Among the entries below, count the lines with "Instant" in them and state the total without comment.

Start of STORED DATA

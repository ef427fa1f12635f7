// PhaseScheduler - drives the untouch/touch timing sequence for one run
//
// Runs on its own thread. Each phase is a coarse poll loop: sleep at most
// one poll interval, re-check elapsed time and the stop flag, repeat. Stop
// latency is therefore bounded by the poll interval, never by the phase
// duration.

use std::any::Any;
use std::panic::{self, AssertUnwindSafe};
use std::sync::Arc;
use std::thread;
use std::time::{Duration, Instant};

use crate::run::controller::{FinishReason, RunShared};
use crate::run::record::RunConfig;
use crate::store::Phase;

pub(crate) struct PhaseScheduler {
    shared: Arc<RunShared>,
    cycles: u32,
    phase_duration: Duration,
    poll_interval: Duration,
}

impl PhaseScheduler {
    pub(crate) fn new(
        shared: Arc<RunShared>,
        config: &RunConfig,
        poll_interval: Duration,
    ) -> Self {
        Self {
            shared,
            cycles: config.cycles,
            phase_duration: config.phase_duration,
            poll_interval,
        }
    }

    /// Run the full cycle sequence, then finalize.
    ///
    /// A stop observed mid-sequence leaves finalization to the stop handler
    /// (no double classification). A panic anywhere in the sequence is
    /// caught and finalized as an error so polling clients are never left
    /// waiting on a stuck run.
    pub(crate) fn run(self) {
        let shared = Arc::clone(&self.shared);
        match panic::catch_unwind(AssertUnwindSafe(|| self.run_cycles())) {
            Ok(true) => shared.finalize(FinishReason::Completed),
            Ok(false) => {
                log::debug!("Scheduler exiting without finalizing (stop or supersede)");
            }
            Err(payload) => {
                let message = panic_message(payload);
                log::error!("Scheduler fault: {}", message);
                shared.finalize(FinishReason::Fault(message));
            }
        }
    }

    /// Returns true when all cycles completed naturally.
    fn run_cycles(&self) -> bool {
        for cycle in 1..=self.cycles {
            if !self.collect_phase(Phase::Untouch, cycle) {
                return false;
            }
            if !self.collect_phase(Phase::Touch, cycle) {
                return false;
            }
        }
        true
    }

    /// Enter a phase and hold it for the configured duration. Returns false
    /// when the phase was cut short: stop requested, or the run record was
    /// claimed elsewhere.
    fn collect_phase(&self, phase: Phase, cycle: u32) -> bool {
        if self.shared.stop_requested() {
            return false;
        }
        if !self.shared.enter_phase(phase, cycle) {
            return false;
        }

        let deadline = Instant::now() + self.phase_duration;
        loop {
            let now = Instant::now();
            if now >= deadline {
                return true;
            }
            if self.shared.stop_requested() {
                return false;
            }
            thread::sleep(self.poll_interval.min(deadline - now));
        }
    }
}

fn panic_message(payload: Box<dyn Any + Send>) -> String {
    if let Some(message) = payload.downcast_ref::<&str>() {
        (*message).to_string()
    } else if let Some(message) = payload.downcast_ref::<String>() {
        message.clone()
    } else {
        "scheduler panicked".to_string()
    }
}

#[cfg(test)]
mod tests {
    use super::*;

    #[test]
    fn test_panic_message_extracts_str() {
        let payload: Box<dyn Any + Send> = Box::new("bad tick");
        assert_eq!(panic_message(payload), "bad tick");
    }

    #[test]
    fn test_panic_message_extracts_string() {
        let payload: Box<dyn Any + Send> = Box::new("bad tick".to_string());
        assert_eq!(panic_message(payload), "bad tick");
    }

    #[test]
    fn test_panic_message_fallback() {
        let payload: Box<dyn Any + Send> = Box::new(42u32);
        assert_eq!(panic_message(payload), "scheduler panicked");
    }
}
//! Class lowering: bases, fields, constructors, methods and enums.

use super::Emitter;
use super::function::{fold_decorators, Header, HOLE};
use crate::analysis::{
    contains_yield, dataclass_fields, instance_attributes, is_dataclass_decorator, parameters,
};
use crate::context::Receiver;
use crate::diagnostics::FallbackKind;
use crate::syntax::{docstring, has_token, is_docstring, named_children, statement_body, statements};
use crate::types;
use std::collections::HashSet;
use tree_sitter::Node;

/// Facts about the class being emitted.
struct ClassShape {
    dataclass: bool,
    extends: bool,
    /// Emitted as `abstract class`; only declarations can be.
    abstract_: bool,
}

#[derive(Default)]
struct MethodFlags {
    static_: bool,
    classmethod: bool,
    getter: bool,
    setter: bool,
    abstract_: bool,
    override_: bool,
    overload: bool,
    deleter: bool,
    other: Vec<String>,
}
impl<'a> Emitter<'a> {
    pub fn new(ctx: TranslationContext<'a>) -> Self {
        Self {
            ctx,
            out: String::new(),
        }
    }

    pub fn finish(self) -> (String, TranslationContext<'a>) {
        (self.out, self.ctx)
    }

    fn text(&self, node: Node) -> &'a str {
        text(node, self.ctx.source)
    }

    /// Write one line at the current indentation, after declaring any
    /// temporaries the line's expressions introduced.
    fn line(&mut self, line: impl AsRef<str>) {
        self.flush_temps();
        self.raw_line(line.as_ref());
    }

    fn raw_line(&mut self, line: &str) {
        let width = self.ctx.indent * self.ctx.options.indent_width;
        for _ in 0..width {
            self.out.push(' ');
        }
        self.out.push_str(line);
        self.out.push('\n');
    }

    fn flush_temps(&mut self) {
        if self.ctx.pending_temps.is_empty() {
            return;
        }
        let temps = std::mem::take(&mut self.ctx.pending_temps);
        self.raw_line(&format!("let {};", temps.join(", ")));
    }

    fn open(&mut self, header: impl AsRef<str>) {
        self.line(header);
        self.ctx.indent += 1;
    }

    fn close(&mut self, footer: impl AsRef<str>) {
        self.ctx.indent = self.ctx.indent.saturating_sub(1);
        self.line(footer);
    }

    /// `} else {` and friends.
    fn reopen(&mut self, middle: impl AsRef<str>) {
        self.ctx.indent = self.ctx.indent.saturating_sub(1);
        self.line(middle);
        self.ctx.indent += 1;
    }

    pub fn emit_module(&mut self, root: Node) {
        let plan = plan_scope(root, self.ctx.source, HashSet::new(), true);
        self.ctx.add_plan(plan);
        self.emit_predeclarations(root);
        self.emit_statements(root);
    }

    /// Statements of `block` in the current frame.
    fn emit_statements(&mut self, block: Node) {
        for statement in statements(block) {
            self.emit_statement(statement);
        }
    }

    /// A nested TypeScript block: its own frame, then its predeclarations.
    fn emit_block(&mut self, block: Node) {
        self.ctx.scopes.push_block();
        self.emit_predeclarations(block);
        self.emit_statements(block);
        self.ctx.scopes.pop_block();
    }

    fn emit_optional_block(&mut self, block: Option<Node>) {
        if let Some(block) = block {
            self.emit_block(block);
        }
    }

    fn emit_predeclarations(&mut self, block: Node) {
        for predeclaration in self.ctx.take_predeclarations(block.id()) {
            if self.ctx.scopes.is_visible(&predeclaration.name) {
                continue;
            }
            let name = self.ident(&predeclaration.name);
            match predeclaration.annotation {
                Some(ty) => self.line(format!("let {name}: {ty};")),
                None => self.line(format!("let {name};")),
            }
            self.ctx.scopes.declare(&predeclaration.name);
        }
    }

    pub fn emit_statement(&mut self, node: Node) {
        match NodeKind::of(node) {
            NodeKind::Module | NodeKind::Block => self.emit_statements(node),
            NodeKind::Comment => self.comment(node),
            NodeKind::Error => {
                self.passthrough_statement(node, FallbackKind::Malformed, "parse error")
            }
            NodeKind::ExpressionStatement => self.expression_statement(node),
            NodeKind::String if !self.is_fstring(node) => self.docstring(node),
            NodeKind::Ellipsis => {}
            NodeKind::Assignment => self.assignment(node),
            NodeKind::AugmentedAssignment => self.augmented_assignment(node),
            NodeKind::IfStatement => self.if_statement(node),
            NodeKind::WhileStatement => self.while_statement(node),
            NodeKind::ForStatement => self.for_statement(node),
            NodeKind::TryStatement => self.try_statement(node),
            NodeKind::WithStatement => self.with_statement(node),
            NodeKind::FunctionDefinition => self.function_definition(node, &[]),
            NodeKind::ClassDefinition => self.class_definition(node, &[]),
            NodeKind::DecoratedDefinition => self.decorated_definition(node),
            NodeKind::ReturnStatement => self.return_statement(node),
            NodeKind::PassStatement | NodeKind::FutureImportStatement => {}
            NodeKind::BreakStatement => self.break_statement(),
            NodeKind::ContinueStatement => self.line("continue;"),
            NodeKind::RaiseStatement => self.raise_statement(node),
            NodeKind::AssertStatement => self.assert_statement(node),
            NodeKind::DeleteStatement => self.delete_statement(node),
            NodeKind::GlobalStatement => self.global_statement(node),
            NodeKind::NonlocalStatement => {}
            NodeKind::ImportStatement => self.import_statement(node),
            NodeKind::ImportFromStatement => self.import_from_statement(node),
            NodeKind::TypeAliasStatement => self.type_alias_statement(node),
            NodeKind::PrintStatement => self.print_statement(node),
            NodeKind::MatchStatement | NodeKind::ExecStatement => self.passthrough_statement(
                node,
                FallbackKind::Unsupported,
                "no translation for this statement",
            ),
            NodeKind::ElifClause
            | NodeKind::ElseClause
            | NodeKind::ExceptClause
            | NodeKind::FinallyClause
            | NodeKind::Decorator => self.passthrough_statement(
                node,
                FallbackKind::StructuralMismatch,
                "clause outside its statement",
            ),
            NodeKind::Identifier
            | NodeKind::Integer
            | NodeKind::Float
            | NodeKind::String
            | NodeKind::ConcatenatedString
            | NodeKind::True
            | NodeKind::False
            | NodeKind::None
            | NodeKind::BinaryOperator
            | NodeKind::BooleanOperator
            | NodeKind::ComparisonOperator
            | NodeKind::NotOperator
            | NodeKind::UnaryOperator
            | NodeKind::Call
            | NodeKind::Attribute
            | NodeKind::Subscript
            | NodeKind::Slice
            | NodeKind::List
            | NodeKind::Tuple
            | NodeKind::Set
            | NodeKind::Dictionary
            | NodeKind::Pair
            | NodeKind::ListComprehension
            | NodeKind::SetComprehension
            | NodeKind::DictionaryComprehension
            | NodeKind::GeneratorExpression
            | NodeKind::ParenthesizedExpression
            | NodeKind::ConditionalExpression
            | NodeKind::Lambda
            | NodeKind::NamedExpression
            | NodeKind::Await
            | NodeKind::Yield
            | NodeKind::ListSplat
            | NodeKind::DictionarySplat
            | NodeKind::KeywordArgument
            | NodeKind::ExpressionList
            | NodeKind::PatternList
            | NodeKind::TuplePattern
            | NodeKind::ListPattern
            | NodeKind::ListSplatPattern
            | NodeKind::AsPattern
            | NodeKind::Type => {
                let expr = self.emit_expr(node);
                self.line(format!("{expr};"));
            }
            NodeKind::Other => self.passthrough_statement(
                node,
                FallbackKind::Unsupported,
                "unrecognized statement kind",
            ),
        }
    }

    pub fn emit_expr(&mut self, node: Node) -> String {
        match NodeKind::of(node) {
            NodeKind::Identifier => self.ident(self.text(node)),
            NodeKind::Integer => self.integer(node),
            NodeKind::Float => self.text(node).to_string(),
            NodeKind::String => self.string(node),
            NodeKind::ConcatenatedString => self.concatenated_string(node),
            NodeKind::True => "true".to_string(),
            NodeKind::False => "false".to_string(),
            NodeKind::None => "null".to_string(),
            NodeKind::Ellipsis => "undefined".to_string(),
            NodeKind::BinaryOperator => self.binary_operator(node),
            NodeKind::BooleanOperator => self.boolean_operator(node),
            NodeKind::ComparisonOperator => self.comparison(node),
            NodeKind::NotOperator => self.not_operator(node),
            NodeKind::UnaryOperator => self.unary_operator(node),
            NodeKind::Call => self.call(node, false),
            NodeKind::Attribute => self.attribute(node),
            NodeKind::Subscript => self.subscript(node),
            NodeKind::List => self.list(node),
            NodeKind::Tuple | NodeKind::ExpressionList => self.tuple(node),
            NodeKind::Set => self.set(node),
            NodeKind::Dictionary => self.dictionary(node),
            NodeKind::ListComprehension
            | NodeKind::SetComprehension
            | NodeKind::DictionaryComprehension
            | NodeKind::GeneratorExpression => self.comprehension(node),
            NodeKind::ParenthesizedExpression => self.parenthesized(node),
            NodeKind::ConditionalExpression => self.conditional(node),
            NodeKind::Lambda => self.lambda(node),
            NodeKind::NamedExpression => self.named_expression(node),
            NodeKind::Await => self.await_expr(node),
            NodeKind::Yield => self.yield_expr(node),
            NodeKind::ListSplat | NodeKind::DictionarySplat | NodeKind::ListSplatPattern => {
                self.splat(node)
            }
            NodeKind::PatternList | NodeKind::TuplePattern | NodeKind::ListPattern => {
                self.pattern(node)
            }
            NodeKind::Type => crate::types::translate(node, self.ctx.source),
            NodeKind::Error => {
                self.passthrough_expr(node, FallbackKind::Malformed, "parse error")
            }
            NodeKind::Slice | NodeKind::Pair | NodeKind::KeywordArgument | NodeKind::AsPattern => {
                self.passthrough_expr(
                    node,
                    FallbackKind::StructuralMismatch,
                    "expression outside its enclosing construct",
                )
            }
            NodeKind::Module
            | NodeKind::Block
            | NodeKind::Comment
            | NodeKind::ExpressionStatement
            | NodeKind::Assignment
            | NodeKind::AugmentedAssignment
            | NodeKind::IfStatement
            | NodeKind::ElifClause
            | NodeKind::ElseClause
            | NodeKind::WhileStatement
            | NodeKind::ForStatement
            | NodeKind::TryStatement
            | NodeKind::ExceptClause
            | NodeKind::FinallyClause
            | NodeKind::WithStatement
            | NodeKind::FunctionDefinition
            | NodeKind::ClassDefinition
            | NodeKind::DecoratedDefinition
            | NodeKind::Decorator
            | NodeKind::ReturnStatement
            | NodeKind::PassStatement
            | NodeKind::BreakStatement
            | NodeKind::ContinueStatement
            | NodeKind::RaiseStatement
            | NodeKind::AssertStatement
            | NodeKind::DeleteStatement
            | NodeKind::GlobalStatement
            | NodeKind::NonlocalStatement
            | NodeKind::ImportStatement
            | NodeKind::ImportFromStatement
            | NodeKind::FutureImportStatement
            | NodeKind::TypeAliasStatement
            | NodeKind::MatchStatement
            | NodeKind::PrintStatement
            | NodeKind::ExecStatement => self.passthrough_expr(
                node,
                FallbackKind::StructuralMismatch,
                "statement in expression position",
            ),
            NodeKind::Other => self.passthrough_expr(
                node,
                FallbackKind::Unsupported,
                "unrecognized expression kind",
            ),
        }
    }

    /// Emit the first named child of `node`, or fall back when there is none.
    fn emit_child(&mut self, node: Node, field: &str) -> String {
        match node.child_by_field_name(field) {
            Some(child) => self.emit_expr(child),
            None => self.passthrough_expr(
                node,
                FallbackKind::StructuralMismatch,
                format!("missing `{field}`"),
            ),
        }
    }

    fn emit_list(&mut self, nodes: &[Node]) -> Vec<String> {
        nodes.iter().map(|node| self.emit_expr(*node)).collect()
    }

    pub(crate) fn passthrough_expr(
        &mut self,
        node: Node,
        kind: FallbackKind,
        message: impl Into<String>,
    ) -> String {
        self.ctx.diagnostics.record(node, kind, message);
        self.text(node).to_string()
    }

    pub(crate) fn passthrough_statement(
        &mut self,
        node: Node,
        kind: FallbackKind,
        message: impl Into<String>,
    ) {
        self.ctx.diagnostics.record(node, kind, message);
        let column = node.start_position().column;
        for (index, raw) in self.text(node).lines().enumerate() {
            let line = if index == 0 {
                raw
            } else {
                let indent = raw.len() - raw.trim_start_matches([' ', '\t']).len();
                &raw[indent.min(column)..]
            };
            self.line(line.trim_end());
        }
    }

    fn comment(&mut self, node: Node) {
        let raw = self.text(node);
        let body = raw.strip_prefix('#').unwrap_or(raw);
        self.line(format!("//{body}"));
    }

    /// A TypeScript name for a Python identifier.
    fn ident(&self, name: &str) -> String {
        if let Some(receiver) = &self.ctx.receiver {
            if receiver.name == name {
                return "this".to_string();
            }
        }
        if is_reserved(name) {
            format!("{name}_")
        } else {
            name.to_string()
        }
    }
}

End of STORED DATA

• WRITTEN ANSWER: 3